The issue was first raised by international environmental organisations back in 2018. But, all attempts to halt the project through court action have failed. In March 2018, the Supreme Court of the Russian Federation rejected a lawsuit by Greenpeace Russia to block the construction as the alignment passed through a protected natural area in the Kurgalsky Reserve, Leningrad Region. In June 2018, the Supreme Administrative Court of the German city of Greifswald overruled a complaint lodged by a German environmental NGO urging a halt to the pipeline construction in Germany's Lubmin coastal resort.
The court rulings both in Russia and Germany found in favour of the political and economic arguments, and decided that these outweighed possible threats, which could emerge during construction, to flora and fauna in the Baltic Sea and the Russian eco-system.
The last country which tried to stop the project on environmental grounds was Denmark, where laying gas pipelines in its territorial waters is acknowledged to be extremely dangerous. After World War II the Soviet Union sank at least four vessels with some 15,000 tonnes of chemical munitions. In the area east of Bornholm Island, the Soviet fleet dumped some 8,000 tonnes of chemical munitions, and no charts exist to show their location.
All WWII Allies dumped chemical munitions confiscated from the German Wehrmacht, in several areas in the western part of the Baltic Sea and in the straits, which makes it easier to monitor their condition. But off Denmark's coasts, it is impossible to determine the current state of semi-decomposed munitions since no one knows for sure where they are located.
The situation is aggravated by two circumstances: the "warranty period" of 60 years is over, so munitions could well be depressurised by now, plus their chaotic drifting along the seabed – sometimes cases with mines get washed ashore in Sweden or make up a dangerous catch for local fishermen.
The most hazardous of the chemical warfare agents dumped in the area is mustard gas, an extremely toxic substance, affecting wildlife and causing mutations in fish as a result of the leaks from depressurised shells.
So why was the permit for Nord Stream 2 issued by the Danish Energy Agency despite the concerns of environmental NGOs? The Danish Energy Agency has said that it took the step in accordance with the Law on the Continental Shelf and based on Denmark’s obligations under the UN Convention on the Law of the Sea, after considering all the environmental, economic, technical, and legal aspects.
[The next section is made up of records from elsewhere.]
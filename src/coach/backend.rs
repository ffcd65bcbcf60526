//! 后端服务接口
//!
//! 控制器只依赖 `CoachBackend`，HTTP 实现由各模块的 API 客户端组合而成

use crate::coach::advice::{Advice, AdviceApi, AdviceSummary, CreateAdviceRequest};
use crate::coach::relationship::{CreateRelationshipRequest, Relationship, RelationshipApi};
use crate::coach::session::{ChatRequest, ChatResponse, SessionApi, SessionHistory, SessionSummary};
use crate::coach::types::{handle_http_response, HealthStatus};
use crate::coach::user::{CreateUserRequest, SelfAssessment, UserApi, UserProfile};
use anyhow::{Context, Result};
use async_trait::async_trait;
use tracing::{debug, info};

/// 教练后端接口（所有业务逻辑都在远端）
#[async_trait]
pub trait CoachBackend: Send + Sync {
    async fn health_check(&self) -> Result<HealthStatus>;

    async fn create_user(&self, req: &CreateUserRequest) -> Result<()>;
    /// 用户不存在时返回 None
    async fn get_user(&self, user_id: &str) -> Result<Option<UserProfile>>;
    async fn update_assessment(&self, user_id: &str, assessment: &SelfAssessment) -> Result<()>;

    async fn get_relationships(&self, user_id: &str) -> Result<Vec<Relationship>>;
    async fn create_relationship(&self, req: &CreateRelationshipRequest) -> Result<()>;

    async fn get_sessions(&self, user_id: &str) -> Result<Vec<SessionSummary>>;
    async fn get_session_history(&self, session_id: &str) -> Result<SessionHistory>;
    async fn delete_session(&self, session_id: &str) -> Result<()>;
    async fn chat(&self, req: &ChatRequest) -> Result<ChatResponse>;

    async fn get_advice_list(&self, user_id: &str) -> Result<Vec<AdviceSummary>>;
    async fn get_advice(&self, advice_id: &str) -> Result<Advice>;
    async fn create_advice(&self, req: &CreateAdviceRequest) -> Result<Advice>;
    async fn delete_advice(&self, advice_id: &str) -> Result<()>;
}

/// 基于 reqwest 的后端实现
pub struct HttpCoachBackend {
    client: reqwest::Client,
    api_base_url: String,
    user_api: UserApi,
    relationship_api: RelationshipApi,
    session_api: SessionApi,
    advice_api: AdviceApi,
}

impl HttpCoachBackend {
    /// 创建 HTTP 后端（所有 API 客户端共享同一个连接池）
    pub fn new(api_base_url: &str) -> Result<Self> {
        let api_base_url = api_base_url.trim_end_matches('/').to_string();

        let client = reqwest::ClientBuilder::new()
            .default_headers({
                let mut headers = reqwest::header::HeaderMap::new();
                headers.insert(
                    reqwest::header::ACCEPT,
                    reqwest::header::HeaderValue::from_static("application/json"),
                );
                headers
            })
            .build()
            .context("创建 HTTP 客户端失败")?;

        info!("[Backend] 创建 HTTP 后端，API地址: {}", api_base_url);

        Ok(Self {
            user_api: UserApi::new(client.clone(), api_base_url.clone()),
            relationship_api: RelationshipApi::new(client.clone(), api_base_url.clone()),
            session_api: SessionApi::new(client.clone(), api_base_url.clone()),
            advice_api: AdviceApi::new(client.clone(), api_base_url.clone()),
            client,
            api_base_url,
        })
    }

    pub fn api_base_url(&self) -> &str {
        &self.api_base_url
    }
}

#[async_trait]
impl CoachBackend for HttpCoachBackend {
    async fn health_check(&self) -> Result<HealthStatus> {
        let url = format!("{}/health", self.api_base_url);
        debug!("[Backend] 健康检查: {}", url);
        let response = self.client.get(&url).send().await.context("请求失败")?;
        handle_http_response(response, "健康检查").await
    }

    async fn create_user(&self, req: &CreateUserRequest) -> Result<()> {
        self.user_api.create_user(req).await
    }

    async fn get_user(&self, user_id: &str) -> Result<Option<UserProfile>> {
        self.user_api.get_user(user_id).await
    }

    async fn update_assessment(&self, user_id: &str, assessment: &SelfAssessment) -> Result<()> {
        self.user_api.update_assessment(user_id, assessment).await
    }

    async fn get_relationships(&self, user_id: &str) -> Result<Vec<Relationship>> {
        self.relationship_api.get_relationships(user_id).await
    }

    async fn create_relationship(&self, req: &CreateRelationshipRequest) -> Result<()> {
        self.relationship_api.create_relationship(req).await
    }

    async fn get_sessions(&self, user_id: &str) -> Result<Vec<SessionSummary>> {
        self.session_api.get_sessions(user_id).await
    }

    async fn get_session_history(&self, session_id: &str) -> Result<SessionHistory> {
        self.session_api.get_session_history(session_id).await
    }

    async fn delete_session(&self, session_id: &str) -> Result<()> {
        self.session_api.delete_session(session_id).await
    }

    async fn chat(&self, req: &ChatRequest) -> Result<ChatResponse> {
        self.session_api.chat(req).await
    }

    async fn get_advice_list(&self, user_id: &str) -> Result<Vec<AdviceSummary>> {
        self.advice_api.get_advice_list(user_id).await
    }

    async fn get_advice(&self, advice_id: &str) -> Result<Advice> {
        self.advice_api.get_advice(advice_id).await
    }

    async fn create_advice(&self, req: &CreateAdviceRequest) -> Result<Advice> {
        self.advice_api.create_advice(req).await
    }

    async fn delete_advice(&self, advice_id: &str) -> Result<()> {
        self.advice_api.delete_advice(advice_id).await
    }
}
It is clear that despite all the environmental evidence tabled, none of the concerns for safety of the Baltic Sea marine environment will be taken into account. But in the event of an ecological disaster, it will be Denmark and Sweden that will suffer the most.
The work on the pipeline's final stage has not yet started as the Danish permit is yet to enter into force, but the Nord Stream 2 operator will be able to use it from 8th December.
Legislation still allows all parties to file a complaint within the next four weeks to the decision. But this is probably Europe’s last chance to decide what is more important for its citizens, protection of the marine environment of the Baltic Sea for future generations, or an abandonment of any serious EU commitment to tackling climate change?
We are ten minutes past midnight; but it is not too late to start putting the environment first, wean Europeans off their addiction to fossil fuels and stop all unnecessary investment into infrastructure for increasing the capacity for the distribution of gas. Nord Stream 2 is a political project that cannot be justified in terms of actual and future demand for gas in Europe. If we are serious about taking real action to prevent the planet’s climate crisis, Nord Stream 2 must be stopped.